Traders are picking through a mixed fourth-quarter report from Thursday — profit beat forecasts but revenue missed — and a fresh round of corporate actions that keep the story moving into next week. The bigger question is whether AMG can keep pulling client money into higher-fee strategies while it shrinks the share count. (TradingView)
On Thursday’s earnings call, AMG guided for first-quarter adjusted EBITDA, a measure of operating profit, of $310 million to $330 million. It forecast economic earnings per share — its main adjusted profit metric — of $7.98 to $8.52, assuming $40 million to $60 million of net performance fees, which depend on investment gains. Management also said equity strategies had net outflows of about $12 billion in the quarter and about $45 billion in 2025. (Insider Monkey)

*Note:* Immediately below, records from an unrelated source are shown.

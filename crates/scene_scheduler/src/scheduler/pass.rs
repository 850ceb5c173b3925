//! Render passes in execution order

use serde::{Deserialize, Serialize};
use std::fmt;

/// Number of [`Pass`] variants
pub const PASS_COUNT: usize = 11;

/// Render pass a draw command belongs to
///
/// Declaration order is the order buckets are executed within a sub-frustum.
#[derive(Debug, Clone, Copy, PartialEq, Eq, Hash, PartialOrd, Ord, Serialize, Deserialize)]
#[serde(rename_all = "snake_case")]
pub enum Pass {
    /// GPU compute work; once per frame before anything else, unculled
    Compute,
    /// Sky, sun and atmosphere; once per frame, unculled
    Environment,
    /// Globe surface tiles
    Globe,
    /// Classification drawn onto terrain
    TerrainClassification,
    /// 3D tiles
    Tileset,
    /// Classification drawn onto 3D tiles
    TilesetClassification,
    /// General opaque geometry
    Opaque,
    /// Volumetric content
    Voxels,
    /// Blended geometry
    Translucent,
    /// Classification drawn onto translucent geometry
    TranslucentClassification,
    /// Screen-space overlays; once per frame after everything else, unculled
    Overlay,
}

impl Pass {
    /// Every pass in declaration order
    pub const ALL: [Self; PASS_COUNT] = [
        Self::Compute,
        Self::Environment,
        Self::Globe,
        Self::TerrainClassification,
        Self::Tileset,
        Self::TilesetClassification,
        Self::Opaque,
        Self::Voxels,
        Self::Translucent,
        Self::TranslucentClassification,
        Self::Overlay,
    ];

    /// Passes bucketed per sub-frustum, in execution order
    pub const FRUSTUM_PASSES: [Self; 8] = [
        Self::Globe,
        Self::TerrainClassification,
        Self::Tileset,
        Self::TilesetClassification,
        Self::Opaque,
        Self::Voxels,
        Self::Translucent,
        Self::TranslucentClassification,
    ];

    /// Passes whose commands may cast shadows, in execution order
    pub const SHADOW_CASTERS: [Self; 3] = [Self::Globe, Self::Tileset, Self::Opaque];

    /// Position in [`Pass::ALL`]
    pub const fn index(self) -> usize {
        self as usize
    }

    /// Whether commands of this pass are culled and bucketed per sub-frustum
    pub const fn is_per_frustum(self) -> bool {
        !matches!(self, Self::Environment | Self::Compute | Self::Overlay)
    }

    /// Whether this pass draws with the exact sub-frustum near plane
    pub const fn is_translucent(self) -> bool {
        matches!(self, Self::Translucent | Self::TranslucentClassification)
    }

    /// Whether this pass is drawn with the seam-offset near plane
    pub const fn is_opaque_family(self) -> bool {
        self.is_per_frustum() && !self.is_translucent()
    }

    /// Whether commands of this pass are eligible shadow casters
    pub const fn casts_shadows(self) -> bool {
        matches!(self, Self::Globe | Self::Tileset | Self::Opaque)
    }

    /// Short lowercase name
    pub const fn name(self) -> &'static str {
        match self {
            Self::Compute => "compute",
            Self::Environment => "environment",
            Self::Globe => "globe",
            Self::TerrainClassification => "terrain_classification",
            Self::Tileset => "tileset",
            Self::TilesetClassification => "tileset_classification",
            Self::Opaque => "opaque",
            Self::Voxels => "voxels",
            Self::Translucent => "translucent",
            Self::TranslucentClassification => "translucent_classification",
            Self::Overlay => "overlay",
        }
    }
}

impl fmt::Display for Pass {
    fn fmt(&self, f: &mut fmt::Formatter<'_>) -> fmt::Result {
        f.write_str(self.name())
    }
}

#[cfg(test)]
mod tests {
    use super::*;

    #[test]
    fn test_indices_follow_declaration_order() {
        for (k, pass) in Pass::ALL.iter().enumerate() {
            assert_eq!(pass.index(), k);
        }
        assert!(Pass::FRUSTUM_PASSES.windows(2).all(|w| w[0] < w[1]));
    }

    #[test]
    fn test_once_per_frame_passes_bracket_frustum_passes() {
        assert!(Pass::Compute < Pass::Environment);
        assert!(Pass::Environment < Pass::FRUSTUM_PASSES[0]);
        assert!(Pass::FRUSTUM_PASSES.iter().all(|&pass| pass < Pass::Overlay));
        assert_eq!(Pass::ALL[0], Pass::Compute);
    }

    #[test]
    fn test_pass_families() {
        let per_frustum: Vec<Pass> = Pass::ALL.into_iter().filter(|p| p.is_per_frustum()).collect();
        assert_eq!(per_frustum, Pass::FRUSTUM_PASSES);

        assert!(Pass::Voxels.is_opaque_family());
        assert!(!Pass::Translucent.is_opaque_family());
        assert!(!Pass::Overlay.is_opaque_family());

        let casters: Vec<Pass> = Pass::ALL.into_iter().filter(|p| p.casts_shadows()).collect();
        assert_eq!(casters, Pass::SHADOW_CASTERS);
    }
}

AMG reported fourth-quarter economic EPS of $9.48 on diluted EPS of $11.21, and put full-year economic EPS at $26.05. It said it repurchased about $700 million of stock in 2025 and took in about $29 billion of net client cash inflows — the net money clients added — including roughly $12.1 billion in the fourth quarter, ending the year with about $813 billion of assets under management. Chief executive Jay Horgen called 2025 “one of the strongest years in our Company’s history.” (GlobeNewswire)
A filing on Thursday showed AMG’s board authorized an additional buyback program for up to 4.2 million shares, lifting total capacity to about 6 million shares across programs that do not expire. The company said it may use open-market purchases, private transactions or accelerated repurchase programs, including trading plans under Rule 10b5-1. The board also declared a $0.01 quarterly dividend payable March 9 to shareholders of record Feb. 23. (SEC)

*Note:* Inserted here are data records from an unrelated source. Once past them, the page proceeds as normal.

fn assign_directional(
    passes: &mut ShadowPassList,
    map: usize,
    direction: &Vec3,
    cascade_count: usize,
    camera: &CameraState,
    range: DepthRange,
    commands: &[DrawCommand],
    config: &SchedulerConfig,
) -> SchedulerResult<usize> {
    let near = range.near;
    let far = range.far.min(config.shadow_maximum_distance);
    if far <= near {
        log::trace!("Shadow map {map}: nothing within {} of the camera", config.shadow_maximum_distance);
        return Ok(0);
    }
    let Some(basis) = light_basis(direction) else {
        return Ok(0);
    };

    let frustum = &camera.frustum;
    let corners_of = |slice_near: f64, slice_far: f64| {
        frustum.corners(&camera.position, &camera.direction, &camera.up, slice_near, slice_far)
    };
    let Some(shadowed) = corners_of(near, far) else {
        return Ok(0);
    };

    let (global_box, global_view) = fit_light_box(&shadowed, &camera.position, basis, config.shadow_caster_extension)?;
    let global_volume = global_box.compute_culling_volume(&global_view.position, &global_view.direction, &global_view.up);

    let splits = cascade_splits(near, far, cascade_count, config.cascade_split_lambda);
    let first = passes.len();
    for (cascade, bounds) in splits.windows(2).enumerate() {
        let Some(corners) = corners_of(bounds[0], bounds[1]) else {
            return Ok(0);
        };
        let (light_box, view) = fit_light_box(&corners, &camera.position, basis, config.shadow_caster_extension)?;
        let volume = light_box.compute_culling_volume(&view.position, &view.direction, &view.up);

        let pass = passes.begin(ShadowPassKind::Cascade { map, cascade }, view);
        pass.frustum = Some(light_box.into());
        pass.depth_range = Some(DepthRange::new(bounds[0], bounds[1]));
        pass.culling_volume = volume;
    }

    let cascades = &mut passes.passes[first..passes.active];
    let mut assigned = 0;
    for (index, command) in commands.iter().enumerate() {
        if !command.is_shadow_caster() || !command.is_visible_in(&global_volume) {
            continue;
        }

        let Some(run) = caster_cascades(cascades.len(), |cascade| command.is_visible_in(&cascades[cascade].culling_volume))
        else {
            continue;
        };
        for pass in &mut cascades[run] {
            pass.push(command.pass, index);
        }
        assigned += 1;
    }

    Ok(assigned)
}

AMG also said it bought a minority stake in HighBrook Investors, a real estate manager focused on value-add deals in the U.S. and Europe, including European last-mile logistics and U.S. data centers. HighBrook has committed more than $2.3 billion of equity across more than 80 investments, totaling about $5.7 billion in gross asset value, the companies said. Horgen said HighBrook’s focus gives it exposure to “long-term secular tailwinds,” while HighBrook co-founder Brian Carr said the firm was drawn to AMG’s “collaborative partnership.” (GlobeNewswire)
In a separate release, AMG said it increased its minority equity interest in Garda Capital Partners, a fixed-income relative-value manager and an affiliate since 2019. Garda’s assets under management have risen to more than $12 billion, it said, and AMG said it would remain a minority investor after the transaction. Garda CEO Jeff Drobny said AMG “has fully delivered” on its promises, adding that Garda has tripled in size since the partnership began. (GlobeNewswire)

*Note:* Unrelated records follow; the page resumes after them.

//! # Frame Scheduling
//!
//! Everything that runs once per frame: classifying draw commands into
//! sub-frustums and passes, ordering translucent work, assigning shadow
//! casters, and walking the result into an execution backend.
//!
//! ## Organization
//!
//! - **Pass / Command**: What the scheduler is given
//! - **Partition**: Depth range splitting
//! - **Frustum commands**: Per sub-frustum buckets and the classifier
//! - **Translucency / Shadows**: Ordering and shadow pass assignment
//! - **Frame**: The [`FrameScheduler`] driving all of the above
//! - **Executor**: The [`CommandExecutor`] seam to the GPU layer

pub mod pass;
pub mod command;
pub mod camera;
pub mod partition;
pub mod frustum_commands;
pub mod translucency;
pub mod shadows;
pub mod frame;
pub mod executor;
pub mod error;

#[cfg(test)]
mod tests;

pub use pass::{Pass, PASS_COUNT};
pub use command::{DrawCommand, CommandFlags, CommandIndex, ClearCommand, ClearFlags};
pub use camera::CameraState;
pub use partition::{
    partition_depth_range, partition_depth_range_into, partition_fixed_distance, partition_fixed_distance_into,
    DepthRange, FrustumSplitList, PartitionError,
};
pub use frustum_commands::{FrustumCommands, Candidate, classify_commands, NEAR_FAR_BITS};
pub use translucency::{SortContext, TranslucencySorter};
pub use shadows::{
    assign_shadow_casters, cascade_splits, CubeFace, LightView, ShadowMapDescriptor, ShadowPass, ShadowPassKind,
    ShadowPassList,
};
pub use frame::{FrameScheduler, FrameSchedule, FrameStatistics};
pub use executor::{CommandExecutor, PassBatch};
pub use error::{SchedulerError, SchedulerResult};
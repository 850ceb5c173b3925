//! Plane in Hessian normal form

use crate::foundation::math::Vec3;

/// Result of testing a volume against a plane or a set of planes
#[derive(Debug, Clone, Copy, PartialEq, Eq, Hash)]
pub enum Intersect {
    /// Entirely on the negative side
    Outside,
    /// Straddles the boundary
    Intersecting,
    /// Entirely on the positive (interior) side
    Inside,
}

/// Plane defined by a unit normal and a distance from the origin
///
/// The signed distance of a point `p` is `normal · p + distance`; positive
/// values lie on the side the normal points to, which culling volumes treat
/// as the interior.
#[derive(Debug, Clone, Copy, PartialEq)]
pub struct Plane {
    /// Unit normal vector
    pub normal: Vec3,
    /// Distance from origin along the normal
    pub distance: f64,
}

impl Plane {
    /// Create a new plane from a unit normal and distance
    pub fn new(normal: Vec3, distance: f64) -> Self {
        debug_assert!(
            (normal.norm_squared() - 1.0).abs() < 1.0e-6,
            "plane normal must be unit length, got {normal:?}"
        );
        Self { normal, distance }
    }

    /// Create a plane through `point` with the given unit normal
    pub fn from_point_normal(point: &Vec3, normal: Vec3) -> Self {
        Self::new(normal, -normal.dot(point))
    }

    /// Calculate signed distance from plane to point
    pub fn distance_to_point(&self, point: &Vec3) -> f64 {
        self.normal.dot(point) + self.distance
    }
}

The management shuffle is another moving part. AMG said Thomas Wojcik will step down as president and chief operating officer on March 6, with duties allocated to other senior leaders. A separate filing said Wojcik is set to receive $5.025 million in cash payments in 2026 and could get another $11.05 million in early 2027 if he meets post-employment conditions, while unvested equity awards would be cancelled on his departure date. (SEC)
But a lot of AMG’s earnings still swing with markets and performance fees, which can evaporate in a rough quarter. If risk assets sag or fundraising slows, the fee base could soften and the buyback could lose pace. Investors also have to assume a smooth handoff when Wojcik leaves.
A new ownership filing added one more datapoint. Clarkston Capital Partners and related entities reported beneficial ownership of 904,119 shares of AMG, or 3.21% of the company, in an amended Schedule 13G filed on Friday, and said the stake was held in the ordinary course and not to influence control. (Stock Titan)
For the rest of the session, traders will watch whether the stock stabilizes after this morning’s dip and how quickly the company steps into the market with buybacks. The next hard dates are close: the Feb. 23 dividend record date, the March 6 COO exit and the March 9 payment.